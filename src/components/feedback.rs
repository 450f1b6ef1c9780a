//! Success / failure banner shown under the form

use crate::theme::Theme;
use cause_submission::presentation::Feedback;
use gpui::*;

pub fn render_feedback(theme: &Theme, feedback: &Feedback) -> impl IntoElement {
    let (bg, fg, heading, lines) = match feedback {
        Feedback::Success {
            heading,
            message,
            detail,
        } => (
            theme.positive_subtle,
            theme.positive,
            *heading,
            vec![(message.clone(), px(13.0)), (detail.clone(), px(11.0))],
        ),
        Feedback::Failure { heading, message } => (
            theme.negative_subtle,
            theme.negative,
            *heading,
            vec![(message.clone(), px(13.0))],
        ),
    };

    div()
        .p(px(16.0))
        .rounded(px(6.0))
        .bg(bg)
        .border_1()
        .border_color(fg.opacity(0.3))
        .flex()
        .flex_col()
        .gap(px(4.0))
        .child(
            div()
                .mb(px(4.0))
                .font_weight(FontWeight::SEMIBOLD)
                .text_color(fg)
                .child(heading),
        )
        .children(
            lines
                .into_iter()
                .map(|(text, size)| div().text_size(size).text_color(fg).child(text)),
        )
}
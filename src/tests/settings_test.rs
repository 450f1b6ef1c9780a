//! Unit tests for settings loading and saving

use crate::settings::*;
use std::fs;
use tempfile::TempDir;

#[test]
fn test_default_endpoint_url() {
    let settings = AppSettings::default();
    assert_eq!(
        settings.endpoint_url(),
        "http://localhost:8080/api/personal-cause-submissions/submit"
    );
}

#[test]
fn test_endpoint_url_joins_with_one_slash() {
    let mut settings = AppSettings::default();
    settings.api_connection.base_url = "https://causes.example.org/".to_string();
    assert_eq!(
        settings.endpoint_url(),
        "https://causes.example.org/api/personal-cause-submissions/submit"
    );

    settings.api_connection.submit_path = "v2/submit".to_string();
    assert_eq!(settings.endpoint_url(), "https://causes.example.org/v2/submit");
}

#[test]
fn test_missing_file_yields_defaults() {
    let dir = TempDir::new().unwrap();
    let settings = AppSettings::load_from(&dir.path().join("settings.json"));
    assert_eq!(settings, AppSettings::default());
}

#[test]
fn test_invalid_file_yields_defaults() {
    let dir = TempDir::new().unwrap();
    let path = dir.path().join("settings.json");
    fs::write(&path, "{ not json").unwrap();
    assert_eq!(AppSettings::load_from(&path), AppSettings::default());
}

#[test]
fn test_partial_file_fills_defaults() {
    let dir = TempDir::new().unwrap();
    let path = dir.path().join("settings.json");
    fs::write(&path, r#"{ "api_connection": { "base_url": "http://10.0.0.5:9000" } }"#).unwrap();

    let settings = AppSettings::load_from(&path);
    assert_eq!(settings.api_connection.base_url, "http://10.0.0.5:9000");
    assert_eq!(
        settings.api_connection.submit_path,
        "/api/personal-cause-submissions/submit"
    );
}

#[test]
fn test_save_creates_directories_and_round_trips() {
    let dir = TempDir::new().unwrap();
    let path = dir.path().join("nested").join("settings.json");

    let mut settings = AppSettings::default();
    settings.api_connection.base_url = "http://backend:8080".to_string();
    settings.save_to(&path).unwrap();

    assert!(path.exists());
    assert_eq!(AppSettings::load_from(&path), settings);
}
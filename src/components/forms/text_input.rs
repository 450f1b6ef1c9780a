//! Text input component
//!
//! Renders one bound form field: label, value box (single or multi line)
//! and the validation message when the last submit was blocked on it.

use crate::theme::Theme;
use cause_submission::presentation::FieldRow;
use cause_submission::{FieldKind, FormField};
use gpui::prelude::*;
use gpui::*;

fn placeholder(kind: FieldKind) -> &'static str {
    match kind {
        FieldKind::Number => "0.00",
        FieldKind::Email => "name@example.com",
        FieldKind::Tel => "+1 555 0100",
        FieldKind::DateTimeLocal => "YYYY-MM-DDTHH:MM",
        FieldKind::Text | FieldKind::TextArea => "",
    }
}

fn rows(row: &FieldRow) -> f32 {
    match row.field {
        FormField::Description => 4.0,
        FormField::SubmitterMessage => 3.0,
        FormField::ShortDescription => 2.0,
        _ => 1.0,
    }
}

/// Render a bound text input
pub fn render_text_input(
    theme: &Theme,
    row: &FieldRow,
    focused: bool,
    on_click: impl Fn(&ClickEvent, &mut Window, &mut App) + 'static,
) -> impl IntoElement {
    let has_error = row.error.is_some();
    let multiline = row.kind == FieldKind::TextArea;

    let border_color = if has_error {
        theme.negative
    } else if focused {
        theme.accent
    } else {
        theme.border
    };

    let shown = if row.value.is_empty() {
        placeholder(row.kind).to_string()
    } else {
        row.value.clone()
    };

    div()
        .flex()
        .flex_col()
        .gap(px(6.0))
        // Label
        .child(
            div()
                .text_size(px(12.0))
                .font_weight(FontWeight::MEDIUM)
                .text_color(theme.text_secondary)
                .child(row.label.clone()),
        )
        // Input container
        .child(
            div()
                .id(SharedString::from(format!("field-{}", row.field.name())))
                .min_h(px(20.0 * rows(row) + 20.0))
                .px(px(12.0))
                .py(px(10.0))
                .rounded(px(6.0))
                .bg(theme.input_bg)
                .border_1()
                .border_color(border_color)
                .flex()
                .when(!multiline, |el| el.items_center())
                .cursor_text()
                .on_click(on_click)
                .child(
                    div()
                        .flex_grow()
                        .text_size(px(13.0))
                        .text_color(if row.value.is_empty() {
                            theme.text_dimmed
                        } else {
                            theme.text
                        })
                        .child(shown),
                )
                .when(focused, |el| {
                    el.child(div().w(px(1.0)).h(px(16.0)).bg(theme.accent))
                }),
        )
        // Error message
        .when_some(row.error.clone(), |el, error| {
            el.child(
                div()
                    .text_size(px(11.0))
                    .text_color(theme.negative)
                    .child(error),
            )
        })
}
════
TASK TO COMPLETE ::
Make an exact copy of the whole listing, so that no line is lost.

OUTPUT BELOW ::
filename src/components/feedback.rs
repository 450f1b6ef1c9780a
//! Success / failure banner shown under the form

use crate::theme::Theme;
use cause_submission::presentation::Feedback;
use gpui::*;

pub fn render_feedback(theme: &Theme, feedback: &Feedback) -> impl IntoElement {
    let (bg, fg, heading, lines) = match feedback {
        Feedback::Success {
            heading,
            message,
            detail,
        } => (
            theme.positive_subtle,
            theme.positive,
            *heading,
            vec![(message.clone(), px(13.0)), (detail.clone(), px(11.0))],
        ),
        Feedback::Failure { heading, message } => (
            theme.negative_subtle,
            theme.negative,
            *heading,
            vec![(message.clone(), px(13.0))],
        ),
    };

    div()
        .p(px(16.0))
        .rounded(px(6.0))
        .bg(bg)
        .border_1()
        .border_color(fg.opacity(0.3))
        .flex()
        .flex_col()
        .gap(px(4.0))
        .child(
            div()
                .mb(px(4.0))
                .font_weight(FontWeight::SEMIBOLD)
                .text_color(fg)
                .child(heading),
        )
        .children(
            lines
                .into_iter()
                .map(|(text, size)| div().text_size(size).text_color(fg).child(text)),
        )
}
filename src/tests/settings_test.rs
repository 450f1b6ef1c9780a
//! Unit tests for settings loading and saving

use crate::settings::*;
use std::fs;
use tempfile::TempDir;

#[test]
fn test_default_endpoint_url() {
    let settings = AppSettings::default();
    assert_eq!(
        settings.endpoint_url(),
        "http://localhost:8080/api/personal-cause-submissions/submit"
    );
}

#[test]
fn test_endpoint_url_joins_with_one_slash() {
    let mut settings = AppSettings::default();
    settings.api_connection.base_url = "https://causes.example.org/".to_string();
    assert_eq!(
        settings.endpoint_url(),
        "https://causes.example.org/api/personal-cause-submissions/submit"
    );

    settings.api_connection.submit_path = "v2/submit".to_string();
    assert_eq!(settings.endpoint_url(), "https://causes.example.org/v2/submit");
}

#[test]
fn test_missing_file_yields_defaults() {
    let dir = TempDir::new().unwrap();
    let settings = AppSettings::load_from(&dir.path().join("settings.json"));
    assert_eq!(settings, AppSettings::default());
}

#[test]
fn test_invalid_file_yields_defaults() {
    let dir = TempDir::new().unwrap();
    let path = dir.path().join("settings.json");
    fs::write(&path, "{ not json").unwrap();
    assert_eq!(AppSettings::load_from(&path), AppSettings::default());
}

#[test]
fn test_partial_file_fills_defaults() {
    let dir = TempDir::new().unwrap();
    let path = dir.path().join("settings.json");
    fs::write(&path, r#"{ "api_connection": { "base_url": "http://10.0.0.5:9000" } }"#).unwrap();

    let settings = AppSettings::load_from(&path);
    assert_eq!(settings.api_connection.base_url, "http://10.0.0.5:9000");
    assert_eq!(
        settings.api_connection.submit_path,
        "/api/personal-cause-submissions/submit"
    );
}

#[test]
fn test_save_creates_directories_and_round_trips() {
    let dir = TempDir::new().unwrap();
    let path = dir.path().join("nested").join("settings.json");

    let mut settings = AppSettings::default();
    settings.api_connection.base_url = "http://backend:8080".to_string();
    settings.save_to(&path).unwrap();

    assert!(path.exists());
    assert_eq!(AppSettings::load_from(&path), settings);
}
filename src/components/forms/text_input.rs
repository 450f1b6ef1c9780a
//! Text input component
//!
//! Renders one bound form field: label, value box (single or multi line)
//! and the validation message when the last submit was blocked on it.

use crate::theme::Theme;
use cause_submission::presentation::FieldRow;
use cause_submission::{FieldKind, FormField};
use gpui::prelude::*;
use gpui::*;

fn placeholder(kind: FieldKind) -> &'static str {
    match kind {
        FieldKind::Number => "0.00",
        FieldKind::Email => "name@example.com",
        FieldKind::Tel => "+1 555 0100",
        FieldKind::DateTimeLocal => "YYYY-MM-DDTHH:MM",
        FieldKind::Text | FieldKind::TextArea => "",
    }
}

fn rows(row: &FieldRow) -> f32 {
    match row.field {
        FormField::Description => 4.0,
        FormField::SubmitterMessage => 3.0,
        FormField::ShortDescription => 2.0,
        _ => 1.0,
    }
}

/// Render a bound text input
pub fn render_text_input(
    theme: &Theme,
    row: &FieldRow,
    focused: bool,
    on_click: impl Fn(&ClickEvent, &mut Window, &mut App) + 'static,
) -> impl IntoElement {
    let has_error = row.error.is_some();
    let multiline = row.kind == FieldKind::TextArea;

    let border_color = if has_error {
        theme.negative
    } else if focused {
        theme.accent
    } else {
        theme.border
    };

    let shown = if row.value.is_empty() {
        placeholder(row.kind).to_string()
    } else {
        row.value.clone()
    };

    div()
        .flex()
        .flex_col()
        .gap(px(6.0))
        // Label
        .child(
            div()
                .text_size(px(12.0))
                .font_weight(FontWeight::MEDIUM)
                .text_color(theme.text_secondary)
                .child(row.label.clone()),
        )
        // Input container
        .child(
            div()
                .id(SharedString::from(format!("field-{}", row.field.name())))
                .min_h(px(20.0 * rows(row) + 20.0))
                .px(px(12.0))
                .py(px(10.0))
                .rounded(px(6.0))
                .bg(theme.input_bg)
                .border_1()
                .border_color(border_color)
                .flex()
                .when(!multiline, |el| el.items_center())
                .cursor_text()
                .on_click(on_click)
                .child(
                    div()
                        .flex_grow()
                        .text_size(px(13.0))
                        .text_color(if row.value.is_empty() {
                            theme.text_dimmed
                        } else {
                            theme.text
                        })
                        .child(shown),
                )
                .when(focused, |el| {
                    el.child(div().w(px(1.0)).h(px(16.0)).bg(theme.accent))
                }),
        )
        // Error message
        .when_some(row.error.clone(), |el, error| {
            el.child(
                div()
                    .text_size(px(11.0))
                    .text_color(theme.negative)
                    .child(error),
            )
        })
}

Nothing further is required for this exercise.